[Exercise description] Search term "registered": work out how many lines of the data below contain it, and answer with that number alone.
---------- Supplied entries
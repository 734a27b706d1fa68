//! Strategy generation: seed blueprints, history fitting, and the
//! registration gate.
//!
//! The generator seeds one default blueprint per strategy family, then
//! periodically refits candidates from realized trade history. A
//! candidate with history must pass the registration gate (win rate
//! above the configured minimum, drawdown under the cap) before it is
//! registered; seed blueprints are exempt because there is nothing to
//! test them against yet.

use std::collections::BTreeMap;
use std::sync::Arc;

use async_trait::async_trait;
use rust_decimal::Decimal;
use rust_decimal_macros::dec;
use tokio::sync::watch;
use tokio::time::{interval, Duration, MissedTickBehavior};
use tracing::{debug, info, warn};

use crate::config::{Config, EvolutionConfig};
use crate::domain::{
    RiskParams, RuleSet, StrategyBlueprint, StrategyId, StrategyKind, TestResults, TradeRecord,
};
use crate::engine::DemoTradingEngine;
use crate::error::{Result, ValidationError};
use crate::store::KnowledgeStore;

use super::Agent;

const ALL_KINDS: [StrategyKind; 5] = [
    StrategyKind::Arbitrage,
    StrategyKind::NewsDriven,
    StrategyKind::ProbabilityEdge,
    StrategyKind::TimeDecay,
    StrategyKind::Liquidity,
];

/// The stock blueprint for a strategy family.
#[must_use]
pub fn default_blueprint(kind: StrategyKind, config: &Config) -> StrategyBlueprint {
    let (name, description, entry) = match kind {
        StrategyKind::Arbitrage => (
            "arb_sum",
            "Buy the cheaper side when both asks sum below the threshold",
            format!("ask_sum < {}", config.scanner.arbitrage_threshold),
        ),
        StrategyKind::NewsDriven => (
            "news_gap",
            "Buy a side the estimator prices well above its quote",
            "estimate - ask >= 0.15".to_string(),
        ),
        StrategyKind::ProbabilityEdge => (
            "prob_edge",
            "Buy a side the estimator prices moderately above its quote",
            "estimate - ask >= 0.05".to_string(),
        ),
        StrategyKind::TimeDecay => (
            "decay_favorite",
            "Ride a strong favorite into resolution",
            format!(
                "hours_to_resolution <= {} AND ask >= {}",
                config.scanner.time_decay_window_hours, config.scanner.favorite_threshold
            ),
        ),
        StrategyKind::Liquidity => (
            "thin_skew",
            "Fade skewed prices in thin markets",
            format!("liquidity < {}", config.scanner.low_liquidity_threshold),
        ),
    };
    StrategyBlueprint {
        id: StrategyId::generate(),
        name: name.to_string(),
        description: description.to_string(),
        strategy_type: kind,
        parameters: BTreeMap::from([
            ("min_edge".to_string(), dec!(0.02)),
            ("min_confidence".to_string(), dec!(0.5)),
            (
                "min_liquidity".to_string(),
                config.scanner.low_liquidity_threshold,
            ),
        ]),
        entry_rules: RuleSet {
            yes: vec![entry.clone()],
            no: vec![entry],
        },
        exit_rules: RuleSet {
            yes: vec!["take_profit OR stop_loss OR near_resolution".to_string()],
            no: vec!["take_profit OR stop_loss OR near_resolution".to_string()],
        },
        risk_management: RiskParams {
            stop_loss_pct: dec!(0.1),
            take_profit_pct: dec!(0.2),
            max_position_size: config.trading.max_position_size,
            max_drawdown: config.trading.max_drawdown,
        },
        test_results: None,
        parent: None,
        created_at: chrono::Utc::now(),
    }
}

/// Replay realized trades, oldest first, into a performance summary.
#[must_use]
pub fn backtest(trades: &[TradeRecord], initial_capital: Decimal) -> TestResults {
    let realized: Vec<Decimal> = trades
        .iter()
        .filter(|t| !t.pnl.is_zero())
        .map(|t| t.pnl)
        .collect();
    if realized.is_empty() {
        return TestResults {
            win_rate: 0.0,
            total_return: 0.0,
            sharpe_ratio: 0.0,
            max_drawdown: 0.0,
            total_trades: 0,
        };
    }

    let total = realized.len();
    let wins = realized.iter().filter(|p| **p > Decimal::ZERO).count();
    let total_pnl: Decimal = realized.iter().copied().sum();

    let mut equity = initial_capital;
    let mut peak = initial_capital;
    let mut max_drawdown = 0.0_f64;
    for pnl in &realized {
        equity += *pnl;
        if equity > peak {
            peak = equity;
        } else if !peak.is_zero() {
            let dd: f64 = ((peak - equity) / peak).try_into().unwrap_or(0.0);
            max_drawdown = max_drawdown.max(dd);
        }
    }

    let returns: Vec<f64> = realized
        .iter()
        .map(|p| (*p / initial_capital).try_into().unwrap_or(0.0))
        .collect();
    let mean = returns.iter().sum::<f64>() / total as f64;
    let variance = returns.iter().map(|r| (r - mean).powi(2)).sum::<f64>() / total as f64;
    let sharpe_ratio = if variance > 0.0 {
        mean / variance.sqrt() * (total as f64).sqrt()
    } else {
        0.0
    };

    TestResults {
        win_rate: wins as f64 / total as f64,
        total_return: (total_pnl / initial_capital).try_into().unwrap_or(0.0),
        sharpe_ratio,
        max_drawdown,
        total_trades: total,
    }
}

/// Whether tested results clear the registration gate.
#[must_use]
pub fn passes_gate(results: &TestResults, config: &EvolutionConfig) -> bool {
    results.total_trades >= config.min_trial_samples
        && results.win_rate > config.min_win_rate
        && results.max_drawdown < config.max_drawdown
}

/// Gate a named candidate, reporting the failing numbers.
fn check_gate(
    name: &str,
    results: &TestResults,
    config: &EvolutionConfig,
) -> std::result::Result<(), ValidationError> {
    if passes_gate(results, config) {
        Ok(())
    } else {
        Err(ValidationError::BlueprintRejected {
            name: name.to_string(),
            reason: format!(
                "win_rate {:.2}, max_drawdown {:.2}, trades {}",
                results.win_rate, results.max_drawdown, results.total_trades
            ),
        })
    }
}

pub struct GeneratorAgent {
    config: Config,
    store: Arc<KnowledgeStore>,
    engine: Arc<DemoTradingEngine>,
}

impl GeneratorAgent {
    #[must_use]
    pub fn new(config: Config, store: Arc<KnowledgeStore>, engine: Arc<DemoTradingEngine>) -> Self {
        Self { config, store, engine }
    }

    /// Register a default blueprint for every family not yet covered.
    pub fn seed_defaults(&self) -> Result<usize> {
        let covered: Vec<StrategyKind> = self
            .store
            .strategies()
            .iter()
            .map(|s| s.strategy_type)
            .collect();
        let mut seeded = 0;
        for kind in ALL_KINDS {
            if covered.contains(&kind) {
                continue;
            }
            if self.store.strategy_count() >= self.config.evolution.max_strategies {
                break;
            }
            let blueprint = default_blueprint(kind, &self.config);
            info!(strategy_id = %blueprint.id, name = %blueprint.name, "seeding default blueprint");
            self.store.put_strategy(blueprint)?;
            seeded += 1;
        }
        Ok(seeded)
    }

    /// Refit candidates from realized history and register those that
    /// clear the gate.
    pub fn generate_pass(&self) -> Result<usize> {
        let mut registered = 0;
        for existing in self.store.strategies() {
            if self.store.strategy_count() >= self.config.evolution.max_strategies {
                break;
            }
            let trades = self.engine.closed_trades_for(&existing.id);
            if trades.len() < self.config.evolution.min_trial_samples {
                continue;
            }
            let window = self.config.evolution.performance_window;
            let trailing = &trades[trades.len().saturating_sub(window)..];
            let candidate = self.fitted_candidate(&existing, trailing);
            let results = backtest(trailing, self.config.trading.initial_capital);
            if let Err(rejected) = check_gate(&candidate.name, &results, &self.config.evolution) {
                debug!(error = %rejected, "candidate failed the registration gate");
                continue;
            }
            let mut candidate = candidate;
            candidate.test_results = Some(results);
            info!(
                strategy_id = %candidate.id,
                name = %candidate.name,
                win_rate = results.win_rate,
                "registering fitted blueprint"
            );
            self.store.put_strategy(candidate)?;
            registered += 1;
        }
        Ok(registered)
    }

    /// Derive a fresh candidate with parameters fitted to the trailing
    /// window: a weak win rate raises the confidence bar, a strong one
    /// relaxes the edge requirement.
    fn fitted_candidate(
        &self,
        existing: &StrategyBlueprint,
        trailing: &[TradeRecord],
    ) -> StrategyBlueprint {
        let mut candidate = default_blueprint(existing.strategy_type, &self.config);
        candidate.name = format!("{}_fit", existing.name);

        let wins = trailing.iter().filter(|t| t.pnl > Decimal::ZERO).count();
        let win_rate = wins as f64 / trailing.len() as f64;
        let target = self.config.evolution.min_win_rate;
        let shortfall = Decimal::try_from(target - win_rate).unwrap_or(Decimal::ZERO);

        let min_confidence = (dec!(0.5) + shortfall).clamp(dec!(0.4), dec!(0.9));
        candidate
            .parameters
            .insert("min_confidence".to_string(), min_confidence);
        if shortfall < Decimal::ZERO {
            candidate.parameters.insert("min_edge".to_string(), dec!(0.015));
        }
        candidate
    }
}

#[async_trait]
impl Agent for GeneratorAgent {
    fn name(&self) -> &'static str {
        "generator"
    }

    async fn run(&self, mut shutdown: watch::Receiver<bool>) -> Result<()> {
        if let Err(e) = self.seed_defaults() {
            warn!(error = %e, "seeding defaults failed");
        }
        let mut ticker = interval(Duration::from_secs(self.config.evolution.interval_secs));
        ticker.set_missed_tick_behavior(MissedTickBehavior::Skip);
        info!("generator started");
        loop {
            tokio::select! {
                _ = ticker.tick() => {
                    match self.generate_pass() {
                        Ok(registered) if registered > 0 => {
                            info!(registered, "generation pass registered blueprints");
                        }
                        Ok(_) => {}
                        Err(e) => warn!(error = %e, "generation pass failed"),
                    }
                }
                _ = shutdown.changed() => {
                    if super::is_shutdown(&shutdown) {
                        info!("generator stopped");
                        return Ok(());
                    }
                }
            }
        }
    }
}

#[cfg(test)]
mod tests {
    use super::*;
    use crate::bus::MessageBus;
    use crate::domain::{MarketId, Side};
    use crate::feed::SimulatedFeed;
    use crate::risk::RiskManager;

    fn make_agent(max_strategies: usize) -> GeneratorAgent {
        let mut config = Config::default();
        config.evolution.max_strategies = max_strategies;
        let bus = Arc::new(MessageBus::new(64));
        let store = Arc::new(KnowledgeStore::new(bus.clone()));
        let risk = Arc::new(RiskManager::new(config.trading.clone()));
        let feed = Arc::new(SimulatedFeed::new(1, Decimal::ZERO));
        let engine = Arc::new(DemoTradingEngine::new(
            config.trading.clone(),
            risk,
            store.clone(),
            bus,
            feed,
        ));
        GeneratorAgent::new(config, store, engine)
    }

    fn exit_trade(pnl: Decimal) -> TradeRecord {
        TradeRecord::new(
            MarketId::from("m1"),
            StrategyId::from("s1"),
            Side::Yes,
            dec!(0.5),
            dec!(100),
            pnl,
        )
    }

    #[test]
    fn default_blueprint_carries_portfolio_limits() {
        let config = Config::default();
        let blueprint = default_blueprint(StrategyKind::Arbitrage, &config);
        assert_eq!(blueprint.risk_management.stop_loss_pct, dec!(0.1));
        assert_eq!(blueprint.risk_management.take_profit_pct, dec!(0.2));
        assert_eq!(blueprint.risk_management.max_position_size, dec!(0.2));
        assert!(blueprint.parent.is_none());
        assert!(blueprint.test_results.is_none());
        assert_eq!(blueprint.parameter("min_edge"), Some(dec!(0.02)));
    }

    #[test]
    fn seed_covers_every_family_once() {
        let agent = make_agent(10);
        assert_eq!(agent.seed_defaults().unwrap(), 5);
        assert_eq!(agent.store.strategy_count(), 5);
        // Re-seeding is a no-op.
        assert_eq!(agent.seed_defaults().unwrap(), 0);
    }

    #[test]
    fn seed_respects_registry_cap() {
        let agent = make_agent(3);
        assert_eq!(agent.seed_defaults().unwrap(), 3);
        assert_eq!(agent.store.strategy_count(), 3);
    }

    #[test]
    fn backtest_summarizes_realized_trades() {
        let trades = vec![
            exit_trade(dec!(100)),
            exit_trade(dec!(-50)),
            exit_trade(dec!(80)),
            exit_trade(dec!(-30)),
            exit_trade(dec!(60)),
        ];
        let results = backtest(&trades, dec!(10000));
        assert_eq!(results.total_trades, 5);
        assert!((results.win_rate - 0.6).abs() < 1e-9);
        assert!((results.total_return - 0.016).abs() < 1e-9);
        assert!(results.max_drawdown > 0.0);
        assert!(results.max_drawdown < 0.01);
    }

    #[test]
    fn backtest_ignores_entry_records() {
        let trades = vec![exit_trade(Decimal::ZERO), exit_trade(dec!(10))];
        let results = backtest(&trades, dec!(10000));
        assert_eq!(results.total_trades, 1);
        assert_eq!(results.win_rate, 1.0);
    }

    #[test]
    fn gate_requires_win_rate_and_drawdown() {
        let config = EvolutionConfig::default();
        let good = TestResults {
            win_rate: 0.60,
            total_return: 0.1,
            sharpe_ratio: 1.0,
            max_drawdown: 0.10,
            total_trades: 10,
        };
        assert!(passes_gate(&good, &config));

        let weak = TestResults { win_rate: 0.50, ..good };
        assert!(!passes_gate(&weak, &config));

        let deep = TestResults { max_drawdown: 0.25, ..good };
        assert!(!passes_gate(&deep, &config));

        let thin = TestResults { total_trades: 2, ..good };
        assert!(!passes_gate(&thin, &config));

        let rejection = check_gate("arb_fit", &weak, &config);
        assert!(matches!(
            rejection,
            Err(ValidationError::BlueprintRejected { ref name, .. }) if name == "arb_fit"
        ));
    }

    #[test]
    fn generate_pass_skips_without_history() {
        let agent = make_agent(10);
        agent.seed_defaults().unwrap();
        // No realized trades yet: nothing clears the sample minimum.
        assert_eq!(agent.generate_pass().unwrap(), 0);
        assert_eq!(agent.store.strategy_count(), 5);
    }
}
--------------------
[Answer to the exercise] 6